| ACTION ITEM |
Would you please copy the part of the material below that opens with the line containing "pub trait LanguageModelCapability: Send" and closes with the line containing "async fn test_request_error_omits_url_credentials()"? Copy it exactly, and only it.

| THE DATA |

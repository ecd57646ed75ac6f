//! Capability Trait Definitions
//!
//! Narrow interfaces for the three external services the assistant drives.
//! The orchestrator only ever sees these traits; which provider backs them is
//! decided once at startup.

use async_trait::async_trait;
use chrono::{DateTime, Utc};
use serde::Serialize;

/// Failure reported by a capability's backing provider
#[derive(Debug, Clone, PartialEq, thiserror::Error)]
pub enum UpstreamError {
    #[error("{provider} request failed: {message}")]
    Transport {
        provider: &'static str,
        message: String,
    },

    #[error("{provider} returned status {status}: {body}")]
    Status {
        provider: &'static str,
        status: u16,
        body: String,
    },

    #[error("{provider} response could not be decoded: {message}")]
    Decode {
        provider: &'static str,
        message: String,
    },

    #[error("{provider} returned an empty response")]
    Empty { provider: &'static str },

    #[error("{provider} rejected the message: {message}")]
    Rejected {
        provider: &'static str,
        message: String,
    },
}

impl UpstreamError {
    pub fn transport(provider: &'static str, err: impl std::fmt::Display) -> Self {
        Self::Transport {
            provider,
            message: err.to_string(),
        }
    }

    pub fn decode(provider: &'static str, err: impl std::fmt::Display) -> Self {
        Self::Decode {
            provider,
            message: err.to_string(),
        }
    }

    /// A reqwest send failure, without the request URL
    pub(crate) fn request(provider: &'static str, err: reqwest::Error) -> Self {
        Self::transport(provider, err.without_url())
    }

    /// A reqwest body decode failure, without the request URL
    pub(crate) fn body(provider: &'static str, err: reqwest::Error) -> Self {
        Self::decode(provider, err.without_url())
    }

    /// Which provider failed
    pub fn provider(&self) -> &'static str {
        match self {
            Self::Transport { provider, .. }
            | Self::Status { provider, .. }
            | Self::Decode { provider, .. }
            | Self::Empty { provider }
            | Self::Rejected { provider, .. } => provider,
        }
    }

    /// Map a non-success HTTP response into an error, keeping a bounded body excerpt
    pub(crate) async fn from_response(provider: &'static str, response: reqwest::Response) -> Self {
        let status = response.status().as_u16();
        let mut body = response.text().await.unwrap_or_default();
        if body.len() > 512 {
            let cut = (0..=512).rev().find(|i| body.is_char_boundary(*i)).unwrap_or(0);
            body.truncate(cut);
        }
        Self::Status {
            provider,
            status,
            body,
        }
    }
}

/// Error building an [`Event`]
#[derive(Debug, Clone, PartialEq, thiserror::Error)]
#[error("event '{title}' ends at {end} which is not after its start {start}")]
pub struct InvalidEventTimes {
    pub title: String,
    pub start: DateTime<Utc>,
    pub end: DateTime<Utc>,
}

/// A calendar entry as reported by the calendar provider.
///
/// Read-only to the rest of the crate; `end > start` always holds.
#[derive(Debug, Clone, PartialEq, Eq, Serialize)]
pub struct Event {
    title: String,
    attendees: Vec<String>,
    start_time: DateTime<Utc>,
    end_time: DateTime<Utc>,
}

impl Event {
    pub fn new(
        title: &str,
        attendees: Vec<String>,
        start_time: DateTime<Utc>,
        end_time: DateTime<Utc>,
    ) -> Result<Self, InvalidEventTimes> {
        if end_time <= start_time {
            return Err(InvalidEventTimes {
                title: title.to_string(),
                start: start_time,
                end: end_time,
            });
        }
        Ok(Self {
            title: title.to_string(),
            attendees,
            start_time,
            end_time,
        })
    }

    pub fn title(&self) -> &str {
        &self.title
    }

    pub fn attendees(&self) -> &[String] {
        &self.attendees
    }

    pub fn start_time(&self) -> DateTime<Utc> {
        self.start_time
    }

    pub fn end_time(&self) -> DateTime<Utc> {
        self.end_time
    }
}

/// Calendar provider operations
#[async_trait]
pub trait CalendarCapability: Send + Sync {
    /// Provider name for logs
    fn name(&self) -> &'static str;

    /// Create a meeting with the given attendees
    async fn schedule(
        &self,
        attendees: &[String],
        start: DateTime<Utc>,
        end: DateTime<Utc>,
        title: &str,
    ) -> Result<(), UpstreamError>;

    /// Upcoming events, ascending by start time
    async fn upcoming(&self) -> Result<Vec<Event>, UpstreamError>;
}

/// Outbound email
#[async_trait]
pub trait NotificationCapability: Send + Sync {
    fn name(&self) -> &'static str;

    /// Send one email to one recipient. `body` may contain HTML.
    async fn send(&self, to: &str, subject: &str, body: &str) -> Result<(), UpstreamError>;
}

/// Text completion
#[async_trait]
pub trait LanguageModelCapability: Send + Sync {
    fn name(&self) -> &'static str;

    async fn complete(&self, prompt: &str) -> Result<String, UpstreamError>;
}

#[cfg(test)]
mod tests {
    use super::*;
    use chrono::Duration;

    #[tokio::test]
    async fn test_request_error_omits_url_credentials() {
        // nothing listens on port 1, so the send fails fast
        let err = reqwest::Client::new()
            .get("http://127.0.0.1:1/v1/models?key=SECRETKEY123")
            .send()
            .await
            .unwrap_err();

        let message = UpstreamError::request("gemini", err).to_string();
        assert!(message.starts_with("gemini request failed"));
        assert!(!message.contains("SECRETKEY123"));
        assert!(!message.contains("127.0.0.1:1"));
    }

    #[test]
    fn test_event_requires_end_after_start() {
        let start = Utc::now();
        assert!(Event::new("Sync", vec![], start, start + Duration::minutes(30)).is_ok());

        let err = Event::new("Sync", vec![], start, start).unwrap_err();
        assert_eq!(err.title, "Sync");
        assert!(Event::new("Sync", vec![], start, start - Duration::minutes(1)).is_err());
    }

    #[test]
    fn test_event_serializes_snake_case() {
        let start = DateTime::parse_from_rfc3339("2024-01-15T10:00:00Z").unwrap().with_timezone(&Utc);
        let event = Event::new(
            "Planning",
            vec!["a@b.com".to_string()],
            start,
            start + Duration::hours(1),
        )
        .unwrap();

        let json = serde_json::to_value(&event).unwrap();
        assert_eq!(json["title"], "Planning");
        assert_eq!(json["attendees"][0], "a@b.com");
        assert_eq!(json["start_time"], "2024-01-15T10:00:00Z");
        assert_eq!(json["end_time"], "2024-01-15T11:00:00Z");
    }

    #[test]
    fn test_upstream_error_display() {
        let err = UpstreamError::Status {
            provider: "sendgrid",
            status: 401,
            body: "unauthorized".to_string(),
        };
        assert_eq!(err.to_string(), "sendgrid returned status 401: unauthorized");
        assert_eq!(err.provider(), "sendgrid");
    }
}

* * *

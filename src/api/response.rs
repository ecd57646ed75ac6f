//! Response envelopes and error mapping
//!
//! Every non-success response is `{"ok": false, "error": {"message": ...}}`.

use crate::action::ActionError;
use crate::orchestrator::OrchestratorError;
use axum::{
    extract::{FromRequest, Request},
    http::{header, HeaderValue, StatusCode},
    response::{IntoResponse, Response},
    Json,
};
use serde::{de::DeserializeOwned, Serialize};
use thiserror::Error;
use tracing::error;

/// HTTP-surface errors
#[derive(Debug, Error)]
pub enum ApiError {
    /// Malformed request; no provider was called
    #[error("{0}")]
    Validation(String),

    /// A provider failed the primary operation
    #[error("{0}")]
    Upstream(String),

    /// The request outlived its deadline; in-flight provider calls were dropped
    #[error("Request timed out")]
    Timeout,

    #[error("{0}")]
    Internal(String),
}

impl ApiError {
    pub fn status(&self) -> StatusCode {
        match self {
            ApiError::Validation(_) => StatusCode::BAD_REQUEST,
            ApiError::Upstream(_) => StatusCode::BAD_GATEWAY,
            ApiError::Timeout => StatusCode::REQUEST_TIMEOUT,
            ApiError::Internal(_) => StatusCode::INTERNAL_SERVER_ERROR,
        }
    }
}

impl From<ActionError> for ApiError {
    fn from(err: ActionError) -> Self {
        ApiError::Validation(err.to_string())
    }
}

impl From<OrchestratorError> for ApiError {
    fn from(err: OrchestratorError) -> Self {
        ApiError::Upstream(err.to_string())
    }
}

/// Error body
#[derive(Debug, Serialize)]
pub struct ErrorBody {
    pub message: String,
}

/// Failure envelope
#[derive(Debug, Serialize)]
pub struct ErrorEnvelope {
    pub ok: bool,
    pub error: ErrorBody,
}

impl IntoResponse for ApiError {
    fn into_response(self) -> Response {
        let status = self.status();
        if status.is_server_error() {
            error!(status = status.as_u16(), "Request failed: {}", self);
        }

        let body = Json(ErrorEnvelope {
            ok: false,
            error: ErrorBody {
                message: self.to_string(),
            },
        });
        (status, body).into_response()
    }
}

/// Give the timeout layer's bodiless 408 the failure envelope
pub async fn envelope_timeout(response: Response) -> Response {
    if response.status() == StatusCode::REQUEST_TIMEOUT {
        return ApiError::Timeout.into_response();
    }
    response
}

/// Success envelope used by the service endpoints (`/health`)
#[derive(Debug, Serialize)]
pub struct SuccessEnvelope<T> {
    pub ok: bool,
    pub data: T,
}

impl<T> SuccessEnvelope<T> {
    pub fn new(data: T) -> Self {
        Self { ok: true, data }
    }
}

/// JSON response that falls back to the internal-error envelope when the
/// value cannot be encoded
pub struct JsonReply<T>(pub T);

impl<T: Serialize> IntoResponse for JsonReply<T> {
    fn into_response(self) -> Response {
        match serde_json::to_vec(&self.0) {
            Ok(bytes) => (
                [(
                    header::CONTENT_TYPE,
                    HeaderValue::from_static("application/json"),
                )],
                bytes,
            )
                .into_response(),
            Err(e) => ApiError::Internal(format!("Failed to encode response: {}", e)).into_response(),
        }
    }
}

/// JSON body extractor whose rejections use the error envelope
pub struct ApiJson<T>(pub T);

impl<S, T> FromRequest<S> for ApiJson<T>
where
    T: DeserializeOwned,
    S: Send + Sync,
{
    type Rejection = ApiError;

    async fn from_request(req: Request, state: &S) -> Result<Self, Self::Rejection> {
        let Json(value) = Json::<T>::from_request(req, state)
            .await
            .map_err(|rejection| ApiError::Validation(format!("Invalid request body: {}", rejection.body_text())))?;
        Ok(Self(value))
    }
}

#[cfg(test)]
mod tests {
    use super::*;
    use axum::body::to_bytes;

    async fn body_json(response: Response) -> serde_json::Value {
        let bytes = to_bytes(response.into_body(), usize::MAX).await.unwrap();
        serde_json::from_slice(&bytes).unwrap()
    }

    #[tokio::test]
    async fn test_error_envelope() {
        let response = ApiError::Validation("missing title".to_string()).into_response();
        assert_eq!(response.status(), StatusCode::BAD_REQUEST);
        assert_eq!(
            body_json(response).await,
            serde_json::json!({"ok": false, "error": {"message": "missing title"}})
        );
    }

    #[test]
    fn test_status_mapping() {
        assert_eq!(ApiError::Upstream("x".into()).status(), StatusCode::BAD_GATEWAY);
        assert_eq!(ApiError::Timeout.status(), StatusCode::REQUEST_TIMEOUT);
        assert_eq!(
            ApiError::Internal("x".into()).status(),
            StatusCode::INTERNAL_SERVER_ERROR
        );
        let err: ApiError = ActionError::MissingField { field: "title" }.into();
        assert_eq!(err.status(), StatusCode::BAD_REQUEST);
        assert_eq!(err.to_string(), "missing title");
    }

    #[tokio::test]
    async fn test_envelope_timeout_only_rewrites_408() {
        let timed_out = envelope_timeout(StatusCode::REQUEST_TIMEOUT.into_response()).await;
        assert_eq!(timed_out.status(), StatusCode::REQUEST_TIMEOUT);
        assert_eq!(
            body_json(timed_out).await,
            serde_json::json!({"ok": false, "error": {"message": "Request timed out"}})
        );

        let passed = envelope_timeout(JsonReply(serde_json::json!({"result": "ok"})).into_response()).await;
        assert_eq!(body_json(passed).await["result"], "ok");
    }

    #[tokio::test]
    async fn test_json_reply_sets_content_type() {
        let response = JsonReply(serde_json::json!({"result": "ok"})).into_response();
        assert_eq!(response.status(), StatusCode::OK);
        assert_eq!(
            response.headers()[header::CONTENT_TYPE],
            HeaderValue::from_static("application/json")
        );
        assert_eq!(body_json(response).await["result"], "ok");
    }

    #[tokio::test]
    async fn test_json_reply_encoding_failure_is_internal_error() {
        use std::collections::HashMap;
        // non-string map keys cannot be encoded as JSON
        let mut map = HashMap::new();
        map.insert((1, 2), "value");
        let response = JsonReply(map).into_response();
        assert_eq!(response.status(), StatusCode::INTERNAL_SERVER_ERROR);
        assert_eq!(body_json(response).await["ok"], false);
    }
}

---

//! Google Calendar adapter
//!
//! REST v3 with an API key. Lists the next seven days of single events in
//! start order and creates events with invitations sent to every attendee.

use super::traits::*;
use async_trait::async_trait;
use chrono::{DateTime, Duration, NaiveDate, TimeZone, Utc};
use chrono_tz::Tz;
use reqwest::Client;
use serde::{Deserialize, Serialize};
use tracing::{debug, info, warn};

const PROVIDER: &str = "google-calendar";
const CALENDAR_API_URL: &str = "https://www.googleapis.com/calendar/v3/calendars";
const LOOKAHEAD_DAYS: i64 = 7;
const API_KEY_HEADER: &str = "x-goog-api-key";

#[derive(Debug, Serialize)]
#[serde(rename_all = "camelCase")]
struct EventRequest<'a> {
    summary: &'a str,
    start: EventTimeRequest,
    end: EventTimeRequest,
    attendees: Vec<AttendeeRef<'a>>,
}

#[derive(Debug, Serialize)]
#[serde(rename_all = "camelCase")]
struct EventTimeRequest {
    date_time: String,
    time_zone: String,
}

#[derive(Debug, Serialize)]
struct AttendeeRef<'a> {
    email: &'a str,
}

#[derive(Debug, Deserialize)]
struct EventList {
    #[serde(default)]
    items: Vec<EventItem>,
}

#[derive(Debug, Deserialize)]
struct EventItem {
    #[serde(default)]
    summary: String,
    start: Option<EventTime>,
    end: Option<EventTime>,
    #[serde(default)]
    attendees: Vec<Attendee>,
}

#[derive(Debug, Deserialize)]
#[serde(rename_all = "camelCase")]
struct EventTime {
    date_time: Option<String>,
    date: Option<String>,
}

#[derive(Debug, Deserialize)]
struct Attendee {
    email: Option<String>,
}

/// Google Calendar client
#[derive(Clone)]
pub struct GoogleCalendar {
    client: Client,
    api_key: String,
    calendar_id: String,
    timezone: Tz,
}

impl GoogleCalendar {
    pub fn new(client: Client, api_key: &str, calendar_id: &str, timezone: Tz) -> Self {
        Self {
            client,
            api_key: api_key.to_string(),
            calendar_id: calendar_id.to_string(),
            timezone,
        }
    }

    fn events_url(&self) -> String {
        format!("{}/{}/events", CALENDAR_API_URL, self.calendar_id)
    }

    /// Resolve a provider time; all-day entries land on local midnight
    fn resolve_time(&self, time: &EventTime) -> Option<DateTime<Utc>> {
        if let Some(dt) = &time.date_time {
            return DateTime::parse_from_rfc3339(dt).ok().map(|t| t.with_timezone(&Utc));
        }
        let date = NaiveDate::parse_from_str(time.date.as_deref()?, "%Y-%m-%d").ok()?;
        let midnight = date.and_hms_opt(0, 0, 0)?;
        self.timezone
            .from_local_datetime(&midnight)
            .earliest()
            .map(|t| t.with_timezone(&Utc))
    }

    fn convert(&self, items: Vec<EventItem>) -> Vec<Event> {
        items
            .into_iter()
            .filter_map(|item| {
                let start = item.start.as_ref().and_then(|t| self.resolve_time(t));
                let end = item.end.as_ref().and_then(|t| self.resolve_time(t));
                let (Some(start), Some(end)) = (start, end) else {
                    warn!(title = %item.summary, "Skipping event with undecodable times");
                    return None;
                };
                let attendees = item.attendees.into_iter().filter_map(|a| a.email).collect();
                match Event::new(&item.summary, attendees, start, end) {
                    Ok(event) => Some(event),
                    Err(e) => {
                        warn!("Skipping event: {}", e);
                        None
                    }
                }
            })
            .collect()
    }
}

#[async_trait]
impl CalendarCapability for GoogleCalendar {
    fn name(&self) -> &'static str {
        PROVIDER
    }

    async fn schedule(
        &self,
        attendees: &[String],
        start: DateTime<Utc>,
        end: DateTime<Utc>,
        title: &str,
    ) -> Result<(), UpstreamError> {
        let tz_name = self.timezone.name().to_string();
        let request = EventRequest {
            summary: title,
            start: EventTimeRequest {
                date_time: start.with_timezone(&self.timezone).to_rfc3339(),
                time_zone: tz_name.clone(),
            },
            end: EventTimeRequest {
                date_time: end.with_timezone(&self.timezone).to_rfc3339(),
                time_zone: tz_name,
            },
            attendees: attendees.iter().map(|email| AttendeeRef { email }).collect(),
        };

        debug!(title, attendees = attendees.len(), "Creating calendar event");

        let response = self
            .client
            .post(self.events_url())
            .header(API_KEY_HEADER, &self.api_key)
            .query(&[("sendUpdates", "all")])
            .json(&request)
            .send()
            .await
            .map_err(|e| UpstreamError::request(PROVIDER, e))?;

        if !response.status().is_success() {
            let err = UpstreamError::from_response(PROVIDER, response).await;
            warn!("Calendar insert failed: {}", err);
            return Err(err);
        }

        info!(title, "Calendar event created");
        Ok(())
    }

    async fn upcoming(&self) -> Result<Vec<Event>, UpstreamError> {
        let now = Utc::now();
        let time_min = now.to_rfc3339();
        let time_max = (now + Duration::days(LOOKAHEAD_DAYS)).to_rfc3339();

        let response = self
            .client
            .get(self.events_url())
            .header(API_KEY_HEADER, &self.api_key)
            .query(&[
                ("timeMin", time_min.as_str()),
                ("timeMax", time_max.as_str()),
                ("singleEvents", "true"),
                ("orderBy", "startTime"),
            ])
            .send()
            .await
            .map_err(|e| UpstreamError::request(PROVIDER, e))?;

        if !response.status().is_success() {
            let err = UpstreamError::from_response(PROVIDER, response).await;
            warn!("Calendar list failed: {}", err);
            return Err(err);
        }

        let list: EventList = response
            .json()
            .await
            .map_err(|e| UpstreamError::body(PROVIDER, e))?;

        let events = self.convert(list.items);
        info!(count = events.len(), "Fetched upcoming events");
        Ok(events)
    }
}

| RESPONSE TO THE TASK |
pub trait LanguageModelCapability: Send + Sync {
    fn name(&self) -> &'static str;

    async fn complete(&self, prompt: &str) -> Result<String, UpstreamError>;
}

#[cfg(test)]
mod tests {
    use super::*;
    use chrono::Duration;

    #[tokio::test]
    async fn test_request_error_omits_url_credentials() {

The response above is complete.